I don’t think Killing Joke even played any of their hits. Motley Crue did. In fact, that’s all they played. Brilliant! Why the hell would anybody want to see a band that was popular decades ago play new stuff? Basically they played their greatest hits album from start to finish and one new song. That’s what every single person that bought a ticket wanted to hear and that’s what we all got. We also got an animated short film of the band that was actually funny, more fireworks than bonfire night, a giant inflatable clown’s head, lesbian acrobats, and fire breathing midgets and yes, a drummer obsessed with filming naked breasts and showing them live on the big screen at the back of the stage. Now that’s what I call value for money!

I am of course referring to the infamous titty-cam. The strangest thing is that loads and loads of naked breasts were shown to the camera with the absolute minimum of persuasion. It was one of the most surreal experiences of my life. I really don’t want to piss off any feminists here, but the whole thing came across as quite innocent and not in any way exploitative. It was totally pointless and incredibly childish, but in no way at all did it come across as sexual. No mention was made as to the size of breast/ attractiveness or age of the women. I think overall I found it kind of depressing, the same way I find page three depressing. Now if Britney Spears had a cock-cam…

Oh dear lord, I just realised that I’ve not even mentioned the band’s performance or their music! How can I make amends?
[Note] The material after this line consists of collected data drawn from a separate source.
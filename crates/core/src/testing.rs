// crates/core/src/testing.rs
//! In-memory [`ActionDriver`] that plays back scripted pages.
//!
//! Selectors are resolved by comparing them with the [`SiteProfile`] the
//! driver was built with, so any profile works as long as its selectors are
//! distinct. Every call that matters to an assertion is written to a shared
//! [`Journal`].

use std::sync::{Arc, Mutex};
use std::time::Duration;

use async_trait::async_trait;
use tokio::sync::Notify;

use crate::driver::{
    ActionDriver, ContextId, DriverError, DriverFactory, ElementRef, Selector, Target,
};
use crate::site::SiteProfile;

/// What happens when the item page is opened.
#[derive(Debug, Clone, PartialEq, Eq)]
pub enum ItemAction {
    /// The action affordance appears and the click succeeds.
    Succeeds,
    /// The affordance never appears.
    MissingAffordance,
    /// The click itself is rejected.
    ClickRejected,
    /// The session dies while waiting for the affordance.
    SessionLost,
    /// The wait never resolves; [`Journal::stalled`] is notified first.
    Stall,
}

#[derive(Debug, Clone)]
pub struct ScriptedItem {
    /// Value of the qualifier attribute on the item's marker; `None` means the
    /// item has no marker element.
    pub marker: Option<String>,
    pub href: String,
    pub action: ItemAction,
}

impl ScriptedItem {
    pub fn qualifying(href: impl Into<String>, marker: &str) -> Self {
        Self {
            marker: Some(marker.to_string()),
            href: href.into(),
            action: ItemAction::Succeeds,
        }
    }

    pub fn with_action(mut self, action: ItemAction) -> Self {
        self.action = action;
        self
    }
}

#[derive(Debug, Clone, Default)]
pub struct ScriptedPage {
    pub items: Vec<ScriptedItem>,
    pub has_next: bool,
    /// Times the item list fails to become visible before it succeeds.
    pub list_failures: u32,
}

#[derive(Debug, Clone, Default)]
pub struct Script {
    pub pages: Vec<ScriptedPage>,
    pub connect_error: Option<DriverError>,
    pub sign_in_error: Option<DriverError>,
    /// How long `connect` takes before it resolves.
    pub connect_delay: Duration,
}

/// Calls recorded by a [`ScriptedDriver`].
#[derive(Debug, Clone, PartialEq, Eq)]
pub enum DriverCall {
    Navigate(String),
    Fill(String),
    SignedIn,
    OpenContext(ContextId),
    CloseContext(ContextId),
    /// The action was performed on the item with this href.
    Action(String),
    /// Moved to this (zero-based) page.
    NextPage(usize),
    Shutdown,
}

#[derive(Debug, Clone, Default)]
pub struct Journal {
    calls: Arc<Mutex<Vec<DriverCall>>>,
    stalled: Arc<Notify>,
}

impl Journal {
    fn push(&self, call: DriverCall) {
        if let Ok(mut calls) = self.calls.lock() {
            calls.push(call);
        }
    }

    pub fn calls(&self) -> Vec<DriverCall> {
        self.calls.lock().map(|c| c.clone()).unwrap_or_default()
    }

    pub fn actions(&self) -> Vec<String> {
        self.calls()
            .into_iter()
            .filter_map(|c| match c {
                DriverCall::Action(href) => Some(href),
                _ => None,
            })
            .collect()
    }

    pub fn opened_contexts(&self) -> usize {
        self.count(|c| matches!(c, DriverCall::OpenContext(_)))
    }

    pub fn closed_contexts(&self) -> usize {
        self.count(|c| matches!(c, DriverCall::CloseContext(_)))
    }

    pub fn shutdowns(&self) -> usize {
        self.count(|c| matches!(c, DriverCall::Shutdown))
    }

    fn count(&self, pred: impl Fn(&DriverCall) -> bool) -> usize {
        self.calls().iter().filter(|c| pred(c)).count()
    }

    /// Resolves once an item with [`ItemAction::Stall`] is reached.
    pub async fn stalled(&self) {
        self.stalled.notified().await;
    }
}

pub struct ScriptedDriver {
    script: Arc<Script>,
    profile: Arc<SiteProfile>,
    journal: Journal,
    page: usize,
    list_failures_left: Vec<u32>,
    next_context: u32,
    open: Option<(ContextId, Option<usize>)>,
    closed: bool,
}

impl ScriptedDriver {
    pub fn new(script: Arc<Script>, profile: Arc<SiteProfile>, journal: Journal) -> Self {
        let list_failures_left = script.pages.iter().map(|p| p.list_failures).collect();
        Self {
            script,
            profile,
            journal,
            page: 0,
            list_failures_left,
            next_context: 0,
            open: None,
            closed: false,
        }
    }

    fn ensure_alive(&self, operation: &str) -> Result<(), DriverError> {
        if self.closed {
            return Err(DriverError::Session(format!("{operation} after shutdown")));
        }
        Ok(())
    }

    fn current_page(&self) -> Option<&ScriptedPage> {
        self.script.pages.get(self.page)
    }

    /// Item opened in the current secondary context.
    fn open_item(&self) -> Option<&ScriptedItem> {
        let (_, index) = self.open.as_ref()?;
        self.current_page()?.items.get((*index)?)
    }

    fn item_index(element: &ElementRef) -> Option<usize> {
        element.0.strip_prefix("item:")?.parse().ok()
    }
}

#[async_trait]
impl ActionDriver for ScriptedDriver {
    async fn navigate(&mut self, url: &str, _timeout: Duration) -> Result<(), DriverError> {
        self.ensure_alive("navigate")?;
        self.journal.push(DriverCall::Navigate(url.to_string()));
        if let Some((id, _)) = self.open.take() {
            let index = self
                .current_page()
                .and_then(|p| p.items.iter().position(|item| item.href == url));
            self.open = Some((id, index));
        } else if url == self.profile.start_url {
            self.page = 0;
        }
        Ok(())
    }

    async fn fill(&mut self, selector: &Selector, _text: &str) -> Result<(), DriverError> {
        self.ensure_alive("fill")?;
        self.journal.push(DriverCall::Fill(selector.to_string()));
        Ok(())
    }

    async fn wait_for_visible(
        &mut self,
        selector: &Selector,
        timeout: Duration,
    ) -> Result<(), DriverError> {
        self.ensure_alive("wait_for_visible")?;
        let listing = &self.profile.listing;

        if *selector == self.profile.sign_in.form_ready && self.open.is_none() {
            return match &self.script.sign_in_error {
                Some(err) => Err(err.clone()),
                None => Ok(()),
            };
        }

        if *selector == listing.item {
            let page = self.page;
            if let Some(left) = self.list_failures_left.get_mut(page) {
                if *left > 0 {
                    *left -= 1;
                    return Err(DriverError::timeout("wait_for_visible(item list)", timeout));
                }
            }
            return match self.current_page() {
                Some(p) if !p.items.is_empty() => Ok(()),
                _ => Err(DriverError::timeout("wait_for_visible(item list)", timeout)),
            };
        }

        if *selector == listing.action {
            let action = self.open_item().map(|item| item.action.clone());
            return match action {
                Some(ItemAction::Succeeds) | Some(ItemAction::ClickRejected) => Ok(()),
                Some(ItemAction::MissingAffordance) | None => {
                    Err(DriverError::timeout("wait_for_visible(action)", timeout))
                }
                Some(ItemAction::SessionLost) => {
                    Err(DriverError::Session("browser crashed".into()))
                }
                Some(ItemAction::Stall) => {
                    self.journal.stalled.notify_one();
                    std::future::pending::<()>().await;
                    Ok(())
                }
            };
        }

        Err(DriverError::timeout(format!("wait_for_visible({selector})"), timeout))
    }

    async fn query_all(&mut self, selector: &Selector) -> Result<Vec<ElementRef>, DriverError> {
        self.ensure_alive("query_all")?;
        let listing = &self.profile.listing;
        let Some(page) = self.current_page() else {
            return Ok(Vec::new());
        };
        if *selector == listing.item {
            return Ok((0..page.items.len())
                .map(|i| ElementRef(format!("item:{i}")))
                .collect());
        }
        if *selector == listing.next_page {
            return Ok(if page.has_next {
                vec![ElementRef(format!("next:{}", self.page))]
            } else {
                Vec::new()
            });
        }
        Ok(Vec::new())
    }

    async fn query_within(
        &mut self,
        parent: &ElementRef,
        selector: &Selector,
    ) -> Result<Option<ElementRef>, DriverError> {
        self.ensure_alive("query_within")?;
        let Some(index) = Self::item_index(parent) else {
            return Err(DriverError::interaction("query_within", "stale element reference"));
        };
        let Some(item) = self.current_page().and_then(|p| p.items.get(index)) else {
            return Err(DriverError::interaction("query_within", "stale element reference"));
        };
        let listing = &self.profile.listing;
        if *selector == listing.item_marker {
            return Ok(item.marker.as_ref().map(|_| ElementRef(format!("marker:{index}"))));
        }
        if *selector == listing.item_link {
            return Ok(Some(ElementRef(format!("link:{index}"))));
        }
        Ok(None)
    }

    async fn read_attribute(
        &mut self,
        element: &ElementRef,
        name: &str,
    ) -> Result<Option<String>, DriverError> {
        self.ensure_alive("read_attribute")?;
        let items = self.current_page().map(|p| p.items.as_slice()).unwrap_or(&[]);
        if let Some(index) = element.0.strip_prefix("marker:") {
            let item = index.parse::<usize>().ok().and_then(|i| items.get(i));
            if name == self.profile.listing.qualifier.attribute {
                return Ok(item.and_then(|item| item.marker.clone()));
            }
            return Ok(None);
        }
        if let Some(index) = element.0.strip_prefix("link:") {
            let item = index.parse::<usize>().ok().and_then(|i| items.get(i));
            if name == "href" {
                return Ok(item.map(|item| item.href.clone()));
            }
            return Ok(None);
        }
        Err(DriverError::interaction("read_attribute", "stale element reference"))
    }

    async fn click(&mut self, target: Target<'_>) -> Result<(), DriverError> {
        self.ensure_alive("click")?;
        let profile = Arc::clone(&self.profile);
        let listing = &profile.listing;
        match target {
            Target::Selector(selector) if *selector == profile.sign_in.submit => {
                self.journal.push(DriverCall::SignedIn);
                Ok(())
            }
            Target::Selector(selector) if *selector == listing.action => {
                let Some(item) = self.open_item().cloned() else {
                    return Err(DriverError::interaction("click(action)", "no such element"));
                };
                if item.action == ItemAction::ClickRejected {
                    return Err(DriverError::interaction(
                        "click(action)",
                        "element click intercepted",
                    ));
                }
                self.journal.push(DriverCall::Action(item.href));
                Ok(())
            }
            Target::Selector(selector) if *selector == listing.next_page => self.advance(),
            Target::Element(element) if element.0.starts_with("next:") => self.advance(),
            _ => Err(DriverError::interaction("click", "no such element")),
        }
    }

    async fn open_context(&mut self) -> Result<ContextId, DriverError> {
        self.ensure_alive("open_context")?;
        if self.open.is_some() {
            return Err(DriverError::interaction(
                "open_context",
                "secondary context already open",
            ));
        }
        self.next_context += 1;
        let id = ContextId(format!("ctx-{}", self.next_context));
        self.open = Some((id.clone(), None));
        self.journal.push(DriverCall::OpenContext(id.clone()));
        Ok(id)
    }

    async fn close_context(&mut self, context: ContextId) -> Result<(), DriverError> {
        self.ensure_alive("close_context")?;
        match self.open.take() {
            Some((id, _)) if id == context => {
                self.journal.push(DriverCall::CloseContext(context));
                Ok(())
            }
            other => {
                self.open = other;
                Err(DriverError::interaction("close_context", "no such window"))
            }
        }
    }

    async fn shutdown(&mut self) -> Result<(), DriverError> {
        if !self.closed {
            self.closed = true;
            self.open = None;
            self.journal.push(DriverCall::Shutdown);
        }
        Ok(())
    }
}

impl ScriptedDriver {
    fn advance(&mut self) -> Result<(), DriverError> {
        let has_next = self.current_page().map(|p| p.has_next).unwrap_or(false);
        if !has_next {
            return Err(DriverError::interaction("click(next page)", "no such element"));
        }
        self.page += 1;
        self.journal.push(DriverCall::NextPage(self.page));
        Ok(())
    }
}

/// Hands out [`ScriptedDriver`]s that all write to the same [`Journal`].
#[derive(Clone)]
pub struct ScriptedDriverFactory {
    script: Arc<Script>,
    profile: Arc<SiteProfile>,
    journal: Journal,
}

impl ScriptedDriverFactory {
    pub fn new(script: Script, profile: SiteProfile) -> Self {
        Self {
            script: Arc::new(script),
            profile: Arc::new(profile),
            journal: Journal::default(),
        }
    }

    pub fn journal(&self) -> Journal {
        self.journal.clone()
    }
}

#[async_trait]
impl DriverFactory for ScriptedDriverFactory {
    async fn connect(&self) -> Result<Box<dyn ActionDriver>, DriverError> {
        if !self.script.connect_delay.is_zero() {
            tokio::time::sleep(self.script.connect_delay).await;
        }
        if let Some(err) = &self.script.connect_error {
            return Err(err.clone());
        }
        Ok(Box::new(ScriptedDriver::new(
            Arc::clone(&self.script),
            Arc::clone(&self.profile),
            self.journal.clone(),
        )))
    }

    fn name(&self) -> &str {
        "scripted"
    }
}
// crates/webdriver/src/session.rs
//! A W3C WebDriver session driving one browser.

use std::time::Duration;

use async_trait::async_trait;
use autofollow_core::{
    ActionDriver, ContextId, DriverError, DriverFactory, ElementRef, Selector, Target,
};
use reqwest::Method;
use serde::de::{DeserializeOwned, IgnoredAny};
use serde_json::{json, Value};
use tokio::time::Instant;

use crate::protocol::{self, ElementBody, NewSession, NewWindow, WebDriverError};

/// Budget for commands that have no timeout of their own.
pub const DEFAULT_COMMAND_TIMEOUT: Duration = Duration::from_secs(30);
/// Extra time given to the HTTP request on top of a page-load timeout.
const NAVIGATION_SLACK: Duration = Duration::from_secs(5);
pub const DEFAULT_POLL_INTERVAL: Duration = Duration::from_millis(250);

/// Opens one WebDriver session per job.
#[derive(Debug, Clone)]
pub struct WebDriverFactory {
    client: reqwest::Client,
    endpoint: String,
    capabilities: Value,
    poll_interval: Duration,
}

impl WebDriverFactory {
    /// Chrome via the WebDriver server at `endpoint` (e.g. chromedriver).
    pub fn new(endpoint: &str, headless: bool) -> Result<Self, WebDriverError> {
        let client = reqwest::Client::builder()
            .timeout(DEFAULT_COMMAND_TIMEOUT * 4)
            .build()?;
        Ok(Self {
            client,
            endpoint: endpoint.trim_end_matches('/').to_string(),
            capabilities: protocol::chrome_capabilities(headless),
            poll_interval: DEFAULT_POLL_INTERVAL,
        })
    }

    /// Replace the new-session body.
    pub fn with_capabilities(mut self, capabilities: Value) -> Self {
        self.capabilities = capabilities;
        self
    }

    pub fn with_poll_interval(mut self, interval: Duration) -> Self {
        self.poll_interval = interval;
        self
    }

    /// Open a session and remember its first window as the primary context.
    pub async fn open_session(&self) -> Result<WebDriverSession, DriverError> {
        let fail = |e: WebDriverError| e.into_driver_error("new session", DEFAULT_COMMAND_TIMEOUT);

        let resp = self
            .client
            .post(format!("{}/session", self.endpoint))
            .json(&self.capabilities)
            .timeout(DEFAULT_COMMAND_TIMEOUT)
            .send()
            .await
            .map_err(|e| fail(e.into()))?;
        let created: NewSession = protocol::decode(resp).await.map_err(fail)?;

        let mut session = WebDriverSession {
            client: self.client.clone(),
            base: format!("{}/session/{}", self.endpoint, created.session_id),
            session_id: created.session_id,
            primary: String::new(),
            current: None,
            page_load: None,
            poll_interval: self.poll_interval,
            closed: false,
        };
        match session.call("window handle", Method::GET, "/window", None).await {
            Ok(handle) => session.primary = handle,
            Err(e) => {
                // The remote end already holds a browser for this id.
                if let Err(cleanup) = session.shutdown().await {
                    tracing::warn!(
                        session_id = %session.session_id,
                        error = %cleanup,
                        "failed to delete half-opened session"
                    );
                }
                return Err(e);
            }
        }
        tracing::debug!(session_id = %session.session_id, "WebDriver session opened");
        Ok(session)
    }
}

#[async_trait]
impl DriverFactory for WebDriverFactory {
    async fn connect(&self) -> Result<Box<dyn ActionDriver>, DriverError> {
        Ok(Box::new(self.open_session().await?))
    }

    fn name(&self) -> &str {
        "webdriver"
    }
}

#[derive(Debug)]
pub struct WebDriverSession {
    client: reqwest::Client,
    /// `{endpoint}/session/{id}`
    base: String,
    session_id: String,
    /// Window handle of the primary context.
    primary: String,
    /// Open secondary window, if any.
    current: Option<String>,
    /// Last page-load timeout sent to the remote end.
    page_load: Option<Duration>,
    poll_interval: Duration,
    closed: bool,
}

impl WebDriverSession {
    pub fn session_id(&self) -> &str {
        &self.session_id
    }

    async fn request<T: DeserializeOwned>(
        &self,
        method: Method,
        path: &str,
        body: Option<Value>,
        timeout: Duration,
    ) -> Result<T, WebDriverError> {
        let mut req = self
            .client
            .request(method, format!("{}{}", self.base, path))
            .timeout(timeout);
        if let Some(body) = body {
            req = req.json(&body);
        }
        protocol::decode(req.send().await?).await
    }

    /// Send a command with the default budget and classify any failure.
    async fn call<T: DeserializeOwned>(
        &self,
        operation: &str,
        method: Method,
        path: &str,
        body: Option<Value>,
    ) -> Result<T, DriverError> {
        self.call_within(operation, method, path, body, DEFAULT_COMMAND_TIMEOUT)
            .await
    }

    async fn call_within<T: DeserializeOwned>(
        &self,
        operation: &str,
        method: Method,
        path: &str,
        body: Option<Value>,
        timeout: Duration,
    ) -> Result<T, DriverError> {
        if self.closed {
            return Err(DriverError::Session(format!("{operation} after shutdown")));
        }
        self.request(method, path, body, timeout)
            .await
            .map_err(|e| e.into_driver_error(operation, timeout))
    }

    async fn find_all(&self, selector: &Selector) -> Result<Vec<ElementRef>, DriverError> {
        let found: Vec<ElementBody> = self
            .call(
                "find elements",
                Method::POST,
                "/elements",
                Some(protocol::locator(selector)),
            )
            .await?;
        Ok(found.into_iter().map(|e| ElementRef(e.id)).collect())
    }

    async fn element_command(
        &self,
        operation: &str,
        element: &ElementRef,
        command: &str,
        body: Value,
    ) -> Result<(), DriverError> {
        let _: IgnoredAny = self
            .call(
                operation,
                Method::POST,
                &format!("/element/{}/{command}", element.0),
                Some(body),
            )
            .await?;
        Ok(())
    }

    async fn first_displayed(&self, selector: &Selector) -> Result<bool, DriverError> {
        for element in self.find_all(selector).await? {
            let displayed: Result<bool, DriverError> = self
                .call(
                    "is displayed",
                    Method::GET,
                    &format!("/element/{}/displayed", element.0),
                    None,
                )
                .await;
            match displayed {
                Ok(true) => return Ok(true),
                Ok(false) => {}
                // The page moved under us; look again on the next poll.
                Err(DriverError::Interaction { .. }) => {}
                Err(e) => return Err(e),
            }
        }
        Ok(false)
    }

    /// Close `handle`, which was never made current, and return to the
    /// primary window. `DELETE /window` acts on the current window, so the
    /// switch has to succeed first.
    async fn discard_window(&self, handle: &str) -> Result<(), DriverError> {
        self.switch_to(handle).await?;
        let closed: Result<IgnoredAny, DriverError> =
            self.call("close window", Method::DELETE, "/window", None).await;
        let switched = self.switch_to(&self.primary).await;
        closed?;
        switched
    }

    async fn switch_to(&self, handle: &str) -> Result<(), DriverError> {
        let _: IgnoredAny = self
            .call(
                "switch window",
                Method::POST,
                "/window",
                Some(json!({ "handle": handle })),
            )
            .await?;
        Ok(())
    }
}

#[async_trait]
impl ActionDriver for WebDriverSession {
    async fn navigate(&mut self, url: &str, timeout: Duration) -> Result<(), DriverError> {
        if self.page_load != Some(timeout) {
            let _: IgnoredAny = self
                .call(
                    "set timeouts",
                    Method::POST,
                    "/timeouts",
                    Some(json!({ "pageLoad": timeout.as_millis() as u64 })),
                )
                .await?;
            self.page_load = Some(timeout);
        }

        let operation = format!("navigate({url})");
        let _: IgnoredAny = self
            .call_within(
                &operation,
                Method::POST,
                "/url",
                Some(json!({ "url": url })),
                timeout + NAVIGATION_SLACK,
            )
            .await
            .map_err(|e| match e {
                DriverError::Timeout { operation, .. } => DriverError::Timeout {
                    operation,
                    after: timeout,
                },
                other => other,
            })?;
        Ok(())
    }

    async fn fill(&mut self, selector: &Selector, text: &str) -> Result<(), DriverError> {
        let element: ElementBody = self
            .call(
                "find element",
                Method::POST,
                "/element",
                Some(protocol::locator(selector)),
            )
            .await?;
        let element = ElementRef(element.id);
        self.element_command("clear", &element, "clear", json!({})).await?;
        self.element_command("send keys", &element, "value", json!({ "text": text }))
            .await
    }

    async fn wait_for_visible(
        &mut self,
        selector: &Selector,
        timeout: Duration,
    ) -> Result<(), DriverError> {
        let deadline = Instant::now() + timeout;
        loop {
            if self.first_displayed(selector).await? {
                return Ok(());
            }
            let now = Instant::now();
            if now >= deadline {
                return Err(DriverError::timeout(
                    format!("wait_for_visible({selector})"),
                    timeout,
                ));
            }
            tokio::time::sleep(self.poll_interval.min(deadline - now)).await;
        }
    }

    async fn query_all(&mut self, selector: &Selector) -> Result<Vec<ElementRef>, DriverError> {
        self.find_all(selector).await
    }

    async fn query_within(
        &mut self,
        parent: &ElementRef,
        selector: &Selector,
    ) -> Result<Option<ElementRef>, DriverError> {
        let found: Result<ElementBody, DriverError> = self
            .call(
                "find child element",
                Method::POST,
                &format!("/element/{}/element", parent.0),
                Some(protocol::locator(selector)),
            )
            .await;
        match found {
            Ok(element) => Ok(Some(ElementRef(element.id))),
            Err(DriverError::Interaction { ref message, .. }) if message.starts_with("no such element") => {
                Ok(None)
            }
            Err(e) => Err(e),
        }
    }

    async fn read_attribute(
        &mut self,
        element: &ElementRef,
        name: &str,
    ) -> Result<Option<String>, DriverError> {
        // The href property is already resolved against the page URL.
        let kind = if name == "href" { "property" } else { "attribute" };
        let value: Value = self
            .call(
                "read attribute",
                Method::GET,
                &format!("/element/{}/{kind}/{name}", element.0),
                None,
            )
            .await?;
        Ok(match value {
            Value::Null => None,
            Value::String(s) => Some(s),
            other => Some(other.to_string()),
        })
    }

    async fn click(&mut self, target: Target<'_>) -> Result<(), DriverError> {
        let element = match target {
            Target::Element(element) => element.clone(),
            Target::Selector(selector) => {
                let found: ElementBody = self
                    .call(
                        "find element",
                        Method::POST,
                        "/element",
                        Some(protocol::locator(selector)),
                    )
                    .await?;
                ElementRef(found.id)
            }
        };
        self.element_command("click", &element, "click", json!({})).await
    }

    async fn open_context(&mut self) -> Result<ContextId, DriverError> {
        if self.current.is_some() {
            return Err(DriverError::interaction(
                "open context",
                "a secondary context is already open",
            ));
        }
        let window: NewWindow = self
            .call(
                "new window",
                Method::POST,
                "/window/new",
                Some(json!({ "type": "tab" })),
            )
            .await?;
        if let Err(e) = self.switch_to(&window.handle).await {
            if let Err(cleanup) = self.discard_window(&window.handle).await {
                tracing::warn!(
                    session_id = %self.session_id,
                    handle = %window.handle,
                    error = %cleanup,
                    "failed to close orphaned window"
                );
            }
            return Err(e);
        }
        self.current = Some(window.handle.clone());
        Ok(ContextId(window.handle))
    }

    async fn close_context(&mut self, context: ContextId) -> Result<(), DriverError> {
        if self.current.as_deref() != Some(context.0.as_str()) {
            return Err(DriverError::interaction(
                "close context",
                format!("{} is not the open context", context.0),
            ));
        }
        let closed: Result<IgnoredAny, DriverError> =
            self.call("close window", Method::DELETE, "/window", None).await;
        self.current = None;
        // Return to the primary window even if closing failed.
        let switched = self.switch_to(&self.primary).await;
        closed?;
        switched
    }

    async fn shutdown(&mut self) -> Result<(), DriverError> {
        if self.closed {
            return Ok(());
        }
        let result: Result<IgnoredAny, DriverError> =
            self.call("delete session", Method::DELETE, "", None).await;
        self.closed = true;
        self.current = None;
        tracing::debug!(session_id = %self.session_id, "WebDriver session closed");
        result.map(|_| ())
    }
}

impl Drop for WebDriverSession {
    fn drop(&mut self) {
        if !self.closed {
            tracing::warn!(session_id = %self.session_id, "WebDriver session dropped without shutdown");
        }
    }
}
Well the thing about Motley Crue that staggered me the most was how self aware they seemed to be. But the more I think about it the more this makes sense. When it comes down to it the only reason they are able to play arenas at all these days is because of their tell-all autobiography - The Dirt. The only reason I ever listened to them was because I read it and I’m sure I’m not alone in this. I reckon the band know this as well. They clearly love playing big gigs and there must have been a time a few years back when they thought they’d never get to do it again. So now that they’ve been gifted this second chance (or should that be third, forth, fifth, sixth, seventh…) they’re not doing anything other than what the people want and you can’t help but love them for it. Motley Crue have become their own ultimate tribute band and they know it. They know that people are holding up lighters for “Home Sweet Home” ironically and they know that girl on girl trapeze action and pyro-dwarfs are the absolute least politically correct additions to a concert. That’s why they’ve employed them. If the Crue can’t have midgets, who can? Towards the end of the show bassist Nikki Sixx steps up to the microphone, looks the crowd in the proverbial eyes and informs us that even though they’ve played all over the motherfucking world, nowhere motherfucking rocks like motherfucking Birmingham! Some people laugh, some people roll their eyes, some people even forget they’re English and cheer. Everyone knows he’s lying. Nikki knows he’s lying. Nikki knows that everyone knows that he knows he’s lying. It’s like the best in-joke in the world and we’re all a part of it. Everyone goes nuts and feels happy and warm inside. Then he tells us that he’s eternally grateful for everyone coming out to see the band and letting them do this again. And that’s even better, because you know he’s telling the truth.